Maybeth nodded. She had noticed. She liked thinking about Gram at different ages: as a girl like herself; as a young mother; as the Gram she was now. "I wish -- I wish Momma could see."
"Me too," Dicey said. She wasn't usually very demonstrative, but now she put out a hand and ruffled Maybeth's hair. "Me too, Maybeth."
Downstairs, Maybeth could hear James and Sammy singing together, with Jeff's guitar weaving through the notes. "Are you going to Scarborough Fair," they sang, James' thready tenor with Sammy's sturdy bass underlying it. She didn't ask why James and Sammy had chosen that song, though maybe she knew. And then there was another voice, a full brassy voice. "Mina! She's here?"
Dicey grinned. "She finished up her exams day before yesterday, and came in yesterday so she'd be sure to make it. And there's someone else, too, who just drove in, that's why I was looking for you."
As if Dicey's words had conjured up the sound, Maybeth heard another voice joining James and Jeff and Mina -- "Remember me to one who goes there" -- a rich full voice dominating the others, even Mina's, and this voice she knew immediately. "Mr. Lingerle!" she gasped, and ran downstairs, almost colliding headlong into him.
He stopped singing and engulfed her in an enormous hug. "Maybeth!" he exclaimed, holding her at arm's length and studying her. "How long has it been -- two years, I think?"
"You came!" she said, smiling and smiling, feeling as if her heart would burst with happiness. "Oh! --" she exclaimed as she turned to the round-faced, compact, cheerful-looking woman beside him, recognizing her from pictures -- "are you Mrs. Lingerle? You came too? Oh, how lovely it is to meet you!"

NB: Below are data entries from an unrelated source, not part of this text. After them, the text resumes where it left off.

use crate::helper::action_result::{failure_body, ActionError};
use crate::models::pagination::PageRequest;
use crate::models::Category;
use actix_web::{error::InternalError, web, HttpResponse};
use serde::Deserialize;

pub mod admin;
pub mod pages;
pub mod public;

/// Query parameters shared by every paginated listing.
#[derive(Deserialize, Debug, Default)]
pub struct ListQuery {
    pub page: Option<u32>,
    pub limit: Option<u32>,
    pub search: Option<String>,
    pub category: Option<Category>,
}

impl ListQuery {
    pub fn page_request(&self) -> Result<PageRequest, ActionError> {
        Ok(PageRequest::new(self.page, self.limit)?)
    }
}

/// Malformed query strings and JSON bodies are answered with the same
/// `{success: false, error}` envelope as action failures.
pub fn config_extractors(cfg: &mut web::ServiceConfig) {
    cfg.app_data(web::QueryConfig::default().error_handler(|err, _req| {
        let body = failure_body(&format!("Invalid query parameters: {}", err));
        InternalError::from_response(err, HttpResponse::BadRequest().json(body)).into()
    }))
    .app_data(web::JsonConfig::default().limit(256 * 1024).error_handler(|err, _req| {
        let body = failure_body(&format!("Invalid request body: {}", err));
        InternalError::from_response(err, HttpResponse::BadRequest().json(body)).into()
    }));
}

/// Every route of the application: the public API, the guarded admin API
/// and the rendered pages.
pub fn config_app(cfg: &mut web::ServiceConfig) {
    config_extractors(cfg);
    public::config_api(cfg);
    admin::config_admin_api(cfg);
    pages::config_pages(cfg);
}
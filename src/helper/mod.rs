use crate::models::db_operations::Page;
use crate::models::pagination::{PageRequest, Paginated, Pagination};

pub mod action_result;
pub mod admin_helpers;
pub mod page_helpers;
pub mod public_helpers;
pub mod render_cache;
pub mod sanitization_helpers;

/// Attaches pagination metadata to a storage page.
pub(crate) fn paginate<T>(page: Page<T>, request: PageRequest) -> Paginated<T> {
    Paginated {
        items: page.items,
        pagination: Pagination::new(request, page.total_count),
    }
}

Mr. Lingerle laughed, and so did the woman beside him. She looked like she often laughed, and Maybeth warmed to her immediately. "I did coax Mary to leave Chicago for a week with me, after all. I told her, I wouldn't miss your graduation for the world," said Mr. Lingerle. "I know how hard you've worked for it."
If anyone knew, besides of course Dicey and Gram and James and Sammy, she knew it was Mr. Lingerle. Mrs. Lingerle nodded, sobering, and Maybeth remembered Mr. Lingerle had told them that she was also a teacher. "I'm so glad to be able to come for your graduation," Mrs. Lingerle said, and then she continued, smiling again, "and to meet you all, finally! Isaac's been telling me about all of you. James and Sammy, are you the ones that Isaac mentioned he'd picked up after you'd gotten in a fight?"
This led to a burst of reminiscing, after which Mina said, "Let's finish the song! I've missed singing with you Tillermans. Do we have time before we need to leave for the ceremony?"
"Let's have Mr. and Mrs. Lingerle sing it, this time, and we can all sing afterwards," Maybeth said, beaming at them and slipping to the piano. "I'll play."
Mr. Lingerle and Mrs. Lingerle nodded to each other, and they started. As Maybeth had thought, Mrs. Lingerle's contralto blended beautifully with Mr. Lingerle's baritone, and they sang together with an easy familiarity, the way Maybeth did with Sammy and James and Dicey, as if they sang together every day. Playing underneath them -- fitting herself to the lines of their singing as Mr. Lingerle had taught her to do -- was like dancing, was like feeling the wind blow a sailboat through the water.
Scarborough Fair was a sad song, Maybeth thought as she played. But it was sad in the way she liked best; in a way that meant that people went on, and lived life, and that sadness was part of life, just like happiness was. And it could be a happy song too, because sometimes things that you thought were impossible happened after all, like graduating from high school; because sometimes you did get to see people you loved again, and meet new friends as well.
She turned around for just a second, looking at the people she loved. Love was love, she thought, no matter when or how. And she caught Dicey's eye, and grinned at her, before turning back to the music.